Central duct excision is the surgical removal (excision) of all lactiferous duct under the nipple. The excision of a single duct is called microdochectomy, a mere incision of a mammary duct (without excision) is microdochotomy.[1]

Indication

Central duct excision is a standard treatment of in case there is nipple discharge which stems from multiple ducts or cannot be traced back to a single duct.[2] It is also indicated if there is bloody nipple discharge in patients beyond childbearing age.[3]

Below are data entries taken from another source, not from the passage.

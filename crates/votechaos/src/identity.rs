//! Identity hook for persistent user references.
//!
//! VoteChaos does not run a login system. Clients claim a
//! `persistentUserRef` (the id their login provider gave them) and the
//! server asks an [`IdentityVerifier`] whether to trust the claim before
//! using it for host authorization, scoring and dashboard queries.

use std::future::Future;

use votechaos_protocol::UserRef;

#[derive(Debug, thiserror::Error)]
pub enum IdentityError {
    #[error("identity rejected: {0}")]
    Rejected(String),
}

/// Validates a claimed user reference.
///
/// # Example
///
/// ```rust
/// use votechaos::{IdentityError, IdentityVerifier};
/// use votechaos_protocol::UserRef;
///
/// /// Only accepts refs issued by one tenant.
/// struct TenantVerifier;
///
/// impl IdentityVerifier for TenantVerifier {
///     async fn verify(&self, claimed: &UserRef) -> Result<UserRef, IdentityError> {
///         if claimed.as_str().starts_with("acme:") {
///             Ok(claimed.clone())
///         } else {
///             Err(IdentityError::Rejected("unknown tenant".into()))
///         }
///     }
/// }
/// ```
pub trait IdentityVerifier: Send + Sync + 'static {
    /// Returns the verified user reference, which may be a canonical form of
    /// `claimed`.
    fn verify(
        &self,
        claimed: &UserRef,
    ) -> impl Future<Output = Result<UserRef, IdentityError>> + Send;
}

/// Accepts any non-blank reference as is. For development and tests.
#[derive(Debug, Clone, Copy, Default)]
pub struct TrustingVerifier;

impl IdentityVerifier for TrustingVerifier {
    async fn verify(&self, claimed: &UserRef) -> Result<UserRef, IdentityError> {
        let trimmed = claimed.as_str().trim();
        if trimmed.is_empty() {
            return Err(IdentityError::Rejected("user ref is blank".into()));
        }
        Ok(UserRef::new(trimmed))
    }
}
//! Room lifecycle engine for VoteChaos.
//!
//! Each room runs as an isolated Tokio task (actor model). All mutations
//! of one room, round expiry included, go through its actor's queue.
//!
//! # Key types
//!
//! - [`RoomManager`]: entry point for every room operation
//! - [`RoomRegistry`]: code allocation and store access
//! - [`RoomHandle`]: send commands to a running room actor
//! - [`RoomStore`] / [`MemoryStore`]: the persistence hook
//! - [`Broadcaster`]: the delivery hook for server events
//! - [`resolve_classic`] / [`resolve_prediction`]: round outcomes
//! - [`EngineConfig`]: defaults and limits

#![allow(async_fn_in_trait)]

mod broadcast;
mod config;
mod error;
mod ledger;
mod manager;
mod registry;
mod resolver;
mod room;
mod store;

pub use broadcast::Broadcaster;
pub use config::EngineConfig;
pub use error::EngineError;
pub use ledger::{SubmissionKind, check_submission, record};
pub use manager::{Requester, RoomManager};
pub use registry::{ACTIVE_STATUSES, NewRoom, RoomRegistry};
pub use resolver::{ClassicOutcome, PredictionOutcome, resolve_classic, resolve_prediction};
pub use room::RoomHandle;
pub use store::{MemoryStore, RoomStore, StoreError};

Duct excision may be indicated for the treatment of recurrent breast abscess and mastitis,[4] and the total removal of all ducts from behind the nipple has been recommended to avoid further recurrence.[5] In particular if the patient wishes to preserve breastfeeding ability,[6] the condition of the mammary duct system is investigated by means of galactography (ductography) or ductoscopy in order to determine whether the excision of a single duct (microdochectomy) would be sufficient.[2][7]

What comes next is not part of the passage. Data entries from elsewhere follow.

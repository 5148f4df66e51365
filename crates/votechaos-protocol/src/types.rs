//! The VoteChaos room model.
//!
//! Everything here is both persisted by the room store and sent to clients
//! inside [`ServerMessage`](crate::ServerMessage) payloads, so the serde
//! attributes define the wire shape: camelCase field names, lowercase enum
//! values, RFC 3339 timestamps.

use std::fmt;

use chrono::{DateTime, Utc};
use indexmap::IndexMap;
use rand::Rng;
use serde::{Deserialize, Serialize};
use votechaos_transport::ConnectionId;

use crate::ProtocolError;

// ---------------------------------------------------------------------------
// Identity types
// ---------------------------------------------------------------------------

/// Number of characters in a room code.
pub const ROOM_CODE_LEN: usize = 6;

const ROOM_CODE_ALPHABET: &[u8] = b"ABCDEFGHIJKLMNOPQRSTUVWXYZ0123456789";

/// A short, human-typeable room identifier such as `K3ZQ9A`.
///
/// Codes are case-insensitive: [`RoomCode::parse`] uppercases its input, so
/// `"k3zq9a"` and `"K3ZQ9A"` name the same room. The only way to build a
/// `RoomCode` is through `parse` or `generate`, so a value of this type is
/// always well formed.
#[derive(Debug, Clone, PartialEq, Eq, Hash, PartialOrd, Ord, Serialize, Deserialize)]
#[serde(try_from = "String", into = "String")]
pub struct RoomCode(String);

impl RoomCode {
    /// Normalizes and validates a client-supplied code.
    pub fn parse(raw: &str) -> Result<Self, ProtocolError> {
        let code = raw.trim().to_ascii_uppercase();
        if code.len() != ROOM_CODE_LEN || !code.bytes().all(|b| b.is_ascii_alphanumeric()) {
            return Err(ProtocolError::InvalidRoomCode(raw.to_owned()));
        }
        Ok(Self(code))
    }

    /// Draws a fresh code uniformly from `A-Z0-9`.
    ///
    /// Uniqueness is not checked here; the registry retries on collision.
    pub fn generate<R: Rng>(rng: &mut R) -> Self {
        let code = (0..ROOM_CODE_LEN)
            .map(|_| ROOM_CODE_ALPHABET[rng.random_range(0..ROOM_CODE_ALPHABET.len())] as char)
            .collect();
        Self(code)
    }

    pub fn as_str(&self) -> &str {
        &self.0
    }
}

impl TryFrom<String> for RoomCode {
    type Error = ProtocolError;

    fn try_from(value: String) -> Result<Self, Self::Error> {
        Self::parse(&value)
    }
}

impl From<RoomCode> for String {
    fn from(code: RoomCode) -> Self {
        code.0
    }
}

impl fmt::Display for RoomCode {
    fn fmt(&self, f: &mut fmt::Formatter<'_>) -> fmt::Result {
        f.write_str(&self.0)
    }
}

/// Opaque reference to a persistent user account (the login system's id).
#[derive(Debug, Clone, PartialEq, Eq, Hash, PartialOrd, Ord, Serialize, Deserialize)]
#[serde(transparent)]
pub struct UserRef(String);

impl UserRef {
    pub fn new(id: impl Into<String>) -> Self {
        Self(id.into())
    }

    pub fn as_str(&self) -> &str {
        &self.0
    }
}

impl fmt::Display for UserRef {
    fn fmt(&self, f: &mut fmt::Formatter<'_>) -> fmt::Result {
        f.write_str(&self.0)
    }
}

/// Who a requester is, for authorization, duplicate detection and scoring.
///
/// A signed-in player is identified by their [`UserRef`] and keeps that
/// identity across reconnects. An anonymous player is identified by the
/// connection they are on. Display names are never used as keys.
///
/// JSON shape: `{"kind":"user","id":"u-1"}` or `{"kind":"connection","id":7}`.
#[derive(Debug, Clone, PartialEq, Eq, Hash, Serialize, Deserialize)]
#[serde(tag = "kind", content = "id", rename_all = "camelCase")]
pub enum Identity {
    User(UserRef),
    Connection(ConnectionId),
}

impl Identity {
    /// The identity of a requester on `connection_id`, signed in as `user_ref` if known.
    pub fn of(connection_id: ConnectionId, user_ref: Option<&UserRef>) -> Self {
        match user_ref {
            Some(user) => Self::User(user.clone()),
            None => Self::Connection(connection_id),
        }
    }

    pub fn user_ref(&self) -> Option<&UserRef> {
        match self {
            Self::User(user) => Some(user),
            Self::Connection(_) => None,
        }
    }
}

impl fmt::Display for Identity {
    fn fmt(&self, f: &mut fmt::Formatter<'_>) -> fmt::Result {
        match self {
            Self::User(user) => write!(f, "user:{user}"),
            Self::Connection(conn) => write!(f, "{conn}"),
        }
    }
}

Pre-operatively, also breast ultrasound and mammogram are performed to rule out other abnormalities of the breast.[7]

Procedure

A circumareolar cut (following the circular line of the areola) is made, the ducts are divided from the underside of the nipple, and the surrounding breast tissue is removed to a depth of 2–3 cm behind the nipple-areola complex.[6][8]

Complications

Possible complications of the procedure include nipple tip necrosis,[5] in which case further surgery may become necessary to recreate the nipple.[9] A further complication is altered sensation, shape, size and color of the nipple, including nipple inversion.[5] Furthermore, infection or hematoma may occur. These risks are higher than they are for the microdochectomy procedure.[8]

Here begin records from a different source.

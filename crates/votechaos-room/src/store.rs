//! Persistence hook for room records.
//!
//! The store is the single source of truth. Room actors never cache a
//! [`Room`] between commands: every command loads the current record,
//! checks its preconditions, and writes back through one of the guarded
//! operations below. The guards (`expected` status on [`RoomStore::save`]
//! and [`RoomStore::append_submission`]) make a write fail instead of
//! clobbering a transition made by some other writer.

use std::collections::HashMap;
use std::future::Future;

use chrono::Utc;
use tokio::sync::RwLock;
use votechaos_protocol::{
    ConnectionId, Identity, Participant, Room, RoomCode, RoomStatus, Submission, UserRef,
};

/// Errors reported by a [`RoomStore`].
#[derive(Debug, thiserror::Error)]
pub enum StoreError {
    /// The backing store could not be reached.
    #[error("store unavailable: {0}")]
    Unavailable(String),

    /// `insert` found an existing room under this code.
    #[error("room code {0} already taken")]
    CodeTaken(RoomCode),

    #[error("room {0} not found")]
    NotFound(RoomCode),

    /// The room is finished and no longer accepts participants.
    #[error("room {0} is closed")]
    Closed(RoomCode),

    /// A guarded write found the room in a different status.
    #[error("room {code} is {found}, expected {expected}")]
    Conflict {
        code: RoomCode,
        expected: RoomStatus,
        found: RoomStatus,
    },

    #[error("{identity} already submitted in room {code}")]
    DuplicateSubmission { code: RoomCode, identity: Identity },
}

/// Durable storage for room records.
///
/// Implementations must apply each operation atomically with respect to
/// the others on the same room.
pub trait RoomStore: Send + Sync + 'static {
    /// Stores a new room. Fails with [`StoreError::CodeTaken`] on a code collision.
    fn insert(&self, room: Room) -> impl Future<Output = Result<(), StoreError>> + Send;

    fn load(&self, code: &RoomCode) -> impl Future<Output = Result<Option<Room>, StoreError>> + Send;

    /// Replaces the record if it is still in `expected` status.
    fn save(
        &self,
        room: &Room,
        expected: RoomStatus,
    ) -> impl Future<Output = Result<(), StoreError>> + Send;

    /// Adds a participant unless one with the same connection id exists.
    /// Fails with [`StoreError::Closed`] on finished rooms.
    fn add_participant(
        &self,
        code: &RoomCode,
        participant: Participant,
    ) -> impl Future<Output = Result<Room, StoreError>> + Send;

    /// Removes a participant if present.
    fn remove_participant(
        &self,
        code: &RoomCode,
        connection_id: ConnectionId,
    ) -> impl Future<Output = Result<Room, StoreError>> + Send;

    /// Appends to the ledger if the room is in `expected` status and neither
    /// the submission's connection nor its identity has submitted yet.
    fn append_submission(
        &self,
        code: &RoomCode,
        expected: RoomStatus,
        submission: Submission,
    ) -> impl Future<Output = Result<Room, StoreError>> + Send;

    /// Rooms in one of `statuses` that `user_ref` hosts, joined or
    /// submitted to, newest first.
    fn list_for_user(
        &self,
        user_ref: &UserRef,
        statuses: &[RoomStatus],
    ) -> impl Future<Output = Result<Vec<Room>, StoreError>> + Send;
}

// ---------------------------------------------------------------------------
// MemoryStore
// ---------------------------------------------------------------------------

/// An in-process [`RoomStore`] backed by a `HashMap`.
#[derive(Debug, Default)]
pub struct MemoryStore {
    rooms: RwLock<HashMap<RoomCode, Room>>,
}

impl MemoryStore {
    pub fn new() -> Self {
        Self::default()
    }

    /// Number of stored rooms.
    pub async fn len(&self) -> usize {
        self.rooms.read().await.len()
    }

    pub async fn is_empty(&self) -> bool {
        self.rooms.read().await.is_empty()
    }
}

impl RoomStore for MemoryStore {
    async fn insert(&self, room: Room) -> Result<(), StoreError> {
        let mut rooms = self.rooms.write().await;
        if rooms.contains_key(&room.code) {
            return Err(StoreError::CodeTaken(room.code));
        }
        rooms.insert(room.code.clone(), room);
        Ok(())
    }

    async fn load(&self, code: &RoomCode) -> Result<Option<Room>, StoreError> {
        Ok(self.rooms.read().await.get(code).cloned())
    }

    async fn save(&self, room: &Room, expected: RoomStatus) -> Result<(), StoreError> {
        let mut rooms = self.rooms.write().await;
        let current = rooms
            .get_mut(&room.code)
            .ok_or_else(|| StoreError::NotFound(room.code.clone()))?;
        if current.status != expected {
            return Err(StoreError::Conflict {
                code: room.code.clone(),
                expected,
                found: current.status,
            });
        }
        *current = room.clone();
        Ok(())
    }

    async fn add_participant(
        &self,
        code: &RoomCode,
        participant: Participant,
    ) -> Result<Room, StoreError> {
        let mut rooms = self.rooms.write().await;
        let room = rooms
            .get_mut(code)
            .ok_or_else(|| StoreError::NotFound(code.clone()))?;
        if !room.status.is_open() {
            return Err(StoreError::Closed(code.clone()));
        }
        if room.participant(participant.connection_id).is_none() {
            room.participants.push(participant);
            room.updated_at = Utc::now();
        }
        Ok(room.clone())
    }

    async fn remove_participant(
        &self,
        code: &RoomCode,
        connection_id: ConnectionId,
    ) -> Result<Room, StoreError> {
        let mut rooms = self.rooms.write().await;
        let room = rooms
            .get_mut(code)
            .ok_or_else(|| StoreError::NotFound(code.clone()))?;
        let before = room.participants.len();
        room.participants.retain(|p| p.connection_id != connection_id);
        if room.participants.len() != before {
            room.updated_at = Utc::now();
        }
        Ok(room.clone())
    }

    async fn append_submission(
        &self,
        code: &RoomCode,
        expected: RoomStatus,
        submission: Submission,
    ) -> Result<Room, StoreError> {
        let mut rooms = self.rooms.write().await;
        let room = rooms
            .get_mut(code)
            .ok_or_else(|| StoreError::NotFound(code.clone()))?;
        if room.status != expected {
            return Err(StoreError::Conflict {
                code: code.clone(),
                expected,
                found: room.status,
            });
        }
        if room.has_submitted(submission.connection_id, &submission.identity) {
            return Err(StoreError::DuplicateSubmission {
                code: code.clone(),
                identity: submission.identity,
            });
        }
        room.submissions.push(submission);
        room.updated_at = Utc::now();
        Ok(room.clone())
    }

    async fn list_for_user(
        &self,
        user_ref: &UserRef,
        statuses: &[RoomStatus],
    ) -> Result<Vec<Room>, StoreError> {
        let rooms = self.rooms.read().await;
        let mut matching: Vec<Room> = rooms
            .values()
            .filter(|room| statuses.contains(&room.status) && room.involves(user_ref))
            .cloned()
            .collect();
        matching.sort_by(|a, b| b.created_at.cmp(&a.created_at));
        Ok(matching)
    }
}

#[cfg(test)]
mod tests {
    use super::*;
    use chrono::Duration;
    use votechaos_protocol::{Host, RoomMode};

    fn room(code: &str, status: RoomStatus) -> Room {
        let now = Utc::now();
        Room {
            code: RoomCode::parse(code).unwrap(),
            mode: RoomMode::Classic,
            host: Host {
                identity: Identity::User(UserRef::new("host")),
                display_name: "host".into(),
            },
            question: "Q?".into(),
            options: vec!["A".into(), "B".into()],
            status,
            participants: vec![],
            round_seconds: Some(30),
            timer_end_at: None,
            submissions: vec![],
            scores: vec![],
            resolution: None,
            created_at: now,
            updated_at: now,
        }
    }

    fn participant(id: u64) -> Participant {
        Participant {
            connection_id: ConnectionId::new(id),
            display_name: format!("p{id}"),
            user_ref: None,
        }
    }

    fn submission(id: u64, option: &str) -> Submission {
        Submission {
            connection_id: ConnectionId::new(id),
            identity: Identity::Connection(ConnectionId::new(id)),
            display_name: format!("p{id}"),
            chosen_option: option.into(),
            submitted_at: Utc::now(),
        }
    }

    #[tokio::test]
    async fn test_insert_rejects_taken_code() {
        let store = MemoryStore::new();
        store.insert(room("AAAAAA", RoomStatus::Voting)).await.unwrap();
        let err = store
            .insert(room("AAAAAA", RoomStatus::Voting))
            .await
            .unwrap_err();
        assert!(matches!(err, StoreError::CodeTaken(_)));
        assert_eq!(store.len().await, 1);
    }

    #[tokio::test]
    async fn test_save_rejects_status_conflict() {
        let store = MemoryStore::new();
        let mut r = room("AAAAAA", RoomStatus::Voting);
        store.insert(r.clone()).await.unwrap();

        r.status = RoomStatus::Finished;
        store.save(&r, RoomStatus::Voting).await.unwrap();

        let err = store.save(&r, RoomStatus::Voting).await.unwrap_err();
        assert!(matches!(
            err,
            StoreError::Conflict {
                found: RoomStatus::Finished,
                ..
            }
        ));
    }

    #[tokio::test]
    async fn test_add_participant_is_idempotent() {
        let store = MemoryStore::new();
        store.insert(room("AAAAAA", RoomStatus::Voting)).await.unwrap();
        let code = RoomCode::parse("AAAAAA").unwrap();

        store.add_participant(&code, participant(1)).await.unwrap();
        let r = store.add_participant(&code, participant(1)).await.unwrap();
        assert_eq!(r.participants.len(), 1);
    }

    #[tokio::test]
    async fn test_add_participant_rejects_finished_room() {
        let store = MemoryStore::new();
        store.insert(room("AAAAAA", RoomStatus::Finished)).await.unwrap();
        let code = RoomCode::parse("AAAAAA").unwrap();

        let err = store.add_participant(&code, participant(1)).await.unwrap_err();
        assert!(matches!(err, StoreError::Closed(_)));
    }

    #[tokio::test]
    async fn test_remove_participant_is_idempotent() {
        let store = MemoryStore::new();
        store.insert(room("AAAAAA", RoomStatus::Voting)).await.unwrap();
        let code = RoomCode::parse("AAAAAA").unwrap();
        store.add_participant(&code, participant(1)).await.unwrap();

        let r = store.remove_participant(&code, ConnectionId::new(1)).await.unwrap();
        assert!(r.participants.is_empty());
        let r = store.remove_participant(&code, ConnectionId::new(1)).await.unwrap();
        assert!(r.participants.is_empty());
    }

    #[tokio::test]
    async fn test_append_submission_rejects_duplicates() {
        let store = MemoryStore::new();
        store.insert(room("AAAAAA", RoomStatus::Voting)).await.unwrap();
        let code = RoomCode::parse("AAAAAA").unwrap();

        store
            .append_submission(&code, RoomStatus::Voting, submission(1, "A"))
            .await
            .unwrap();
        let err = store
            .append_submission(&code, RoomStatus::Voting, submission(1, "B"))
            .await
            .unwrap_err();
        assert!(matches!(err, StoreError::DuplicateSubmission { .. }));

        let stored = store.load(&code).await.unwrap().unwrap();
        assert_eq!(stored.submissions.len(), 1);
        assert_eq!(stored.submissions[0].chosen_option, "A");
    }

    #[tokio::test]
    async fn test_append_submission_rejects_wrong_status() {
        let store = MemoryStore::new();
        store.insert(room("AAAAAA", RoomStatus::Finished)).await.unwrap();
        let code = RoomCode::parse("AAAAAA").unwrap();

        let err = store
            .append_submission(&code, RoomStatus::Voting, submission(1, "A"))
            .await
            .unwrap_err();
        assert!(matches!(err, StoreError::Conflict { .. }));
    }

    #[tokio::test]
    async fn test_list_for_user_filters_and_sorts_newest_first() {
        let store = MemoryStore::new();
        let mut older = room("OLDER1", RoomStatus::Voting);
        older.created_at = Utc::now() - Duration::minutes(5);
        let newer = room("NEWER1", RoomStatus::Prediction);
        let done = room("DONE01", RoomStatus::Finished);
        store.insert(older).await.unwrap();
        store.insert(newer).await.unwrap();
        store.insert(done).await.unwrap();

        let active = store
            .list_for_user(
                &UserRef::new("host"),
                &[RoomStatus::Waiting, RoomStatus::Voting, RoomStatus::Prediction],
            )
            .await
            .unwrap();
        let codes: Vec<&str> = active.iter().map(|r| r.code.as_str()).collect();
        assert_eq!(codes, vec!["NEWER1", "OLDER1"]);

        let none = store
            .list_for_user(&UserRef::new("nobody"), &[RoomStatus::Finished])
            .await
            .unwrap();
        assert!(none.is_empty());
    }
}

After all or most ducts are excised, breastfeeding is no longer possible.

References

  1. "Microdochotomy". Systematized Nomenclature of Medicine - Clinical Terms. Retrieved 4 November 2014.
  2. 1 2 Nigel Rawlinson; Derek Alderson (29 September 2010). Surgery: Diagnosis and Management. John Wiley & Sons. p. 219. ISBN 978-1-4443-9122-0.
  3. R. E. Mansel; David J. T. Webster; Helen Sweetland (2009). Hughes, Mansel & Webster's Benign Disorders and Diseases of the Breast. Elsevier Health Sciences. p. 312. ISBN 978-0-7020-2774-1.
  4. Trop I, Dugas A, David J, El Khoury M, Boileau JF, Larouche N, Lalonde L (October 2011). "Breast abscesses: evidence-based algorithms for diagnosis, management, and follow-up". Radiographics (review). 31 (6): 1683–99. doi:10.1148/rg.316115521. PMID 21997989., p. 1694
  5. 1 2 3 J Michael Dixon (22 June 2013). Breast Surgery: Companion to Specialist Surgical Practice. Elsevier Health Sciences. p. 276. ISBN 978-0-7020-4967-5.
  6. 1 2 J Michael Dixon (22 June 2013). Breast Surgery: Companion to Specialist Surgical Practice. Elsevier Health Sciences. p. 274. ISBN 978-0-7020-4967-5.
  7. 1 2 Brendon J Coventry (17 January 2014). Breast, Endocrine and Surgical Oncology. Springer Science & Business Media. p. 23. ISBN 978-1-4471-5421-1.
  8. 1 2 William E. G. Thomas; Norbert Senninger (1 February 2008). Short Stay Surgery. Springer Science & Business Media. p. 138. ISBN 978-3-540-69028-3.
  9. Brendon J Coventry (17 January 2014). Breast, Endocrine and Surgical Oncology. Springer Science & Business Media. p. 24. ISBN 978-1-4471-5421-1.